RESEARCH COMMUNICATIONS

Calmodulin-dependent protein kinase II mediates signal transduction in apoptosis

SC Wright, U Schellenberger, L Ji, H Wang and JW Larrick
The Palo Alto Institute of Molecular Medicine, Mountain View, California 94043, USA.

The present studies describe a new function for calmodulin-dependent protein kinase II (CaM-KII) in signal transduction leading to apoptosis. Both tumor necrosis factor alpha (TNF) and UV light rapidly stimulated Ca2+-independent activity of CaM-KII in the monocytic leukemia, U937. Two mechanistically different inhibitors of CaM-KII blocked activation of CaM-KII and prevented DNA fragmentation and death. Activation of CaM-KII during apoptosis and inhibition of DNA fragmentation by the two CaM-KII inhibitors were reproduced in several other lines including KGla, HL-60, and YAC-1. However, K562, which is relatively resistant to apoptosis induced by either TNF or UV light, did not activate CaM-KII in response to these stimuli. A variant derived from U937 that is resistant to TNF- or UV light-induced apoptosis also lacked a CaM-KII response.
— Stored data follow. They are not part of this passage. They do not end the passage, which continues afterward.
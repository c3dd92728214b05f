use serde::{Deserialize, Serialize};

/// Provider Abstraction (C1) tunables: which local daemon to probe and
/// which remote providers to register (spec §4.1).
#[derive(Debug, Clone, Serialize, Deserialize, Default)]
pub struct ProvidersConfig {
    #[serde(default)]
    pub local: LocalProviderConfig,
    #[serde(default)]
    pub remote: Vec<RemoteProviderConfig>,
}

#[derive(Debug, Clone, Serialize, Deserialize)]
pub struct LocalProviderConfig {
    #[serde(default = "d_true")]
    pub enabled: bool,
    #[serde(default = "d_local_id")]
    pub id: String,
    #[serde(default = "d_candidate_ports")]
    pub candidate_ports: Vec<u16>,
}

impl Default for LocalProviderConfig {
    fn default() -> Self {
        Self { enabled: true, id: d_local_id(), candidate_ports: d_candidate_ports() }
    }
}

/// A cloud provider, routed to via the `<id>/<model>` prefix convention.
/// `api_key_env` names the environment variable holding the bearer token;
/// a provider whose variable is unset or empty is recorded as an init
/// error rather than aborting startup.
#[derive(Debug, Clone, Serialize, Deserialize)]
pub struct RemoteProviderConfig {
    pub id: String,
    pub base_url: String,
    pub api_key_env: String,
}

fn d_true() -> bool {
    true
}
fn d_local_id() -> String {
    "local".into()
}
fn d_candidate_ports() -> Vec<u16> {
    vec![11434, 8080, 5000, 1234]
}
Activation of Cam-KII was blocked by two protease inhibitors, VAD-fmk and TPCK, but not by other inhibitors of serine proteases. Both inhibitors of CaM-KII and the protease inhibitors blocked activation of AP24, a serine protease originally isolated from apoptotic cells that induces DNA fragmentation in nuclei. Our evidence supports a model in which proteolytic activity functions upstream of CaM-KII. This kinase then leads to activation of AP24, which transmits signals to the nucleus to initiate DNA fragmentation.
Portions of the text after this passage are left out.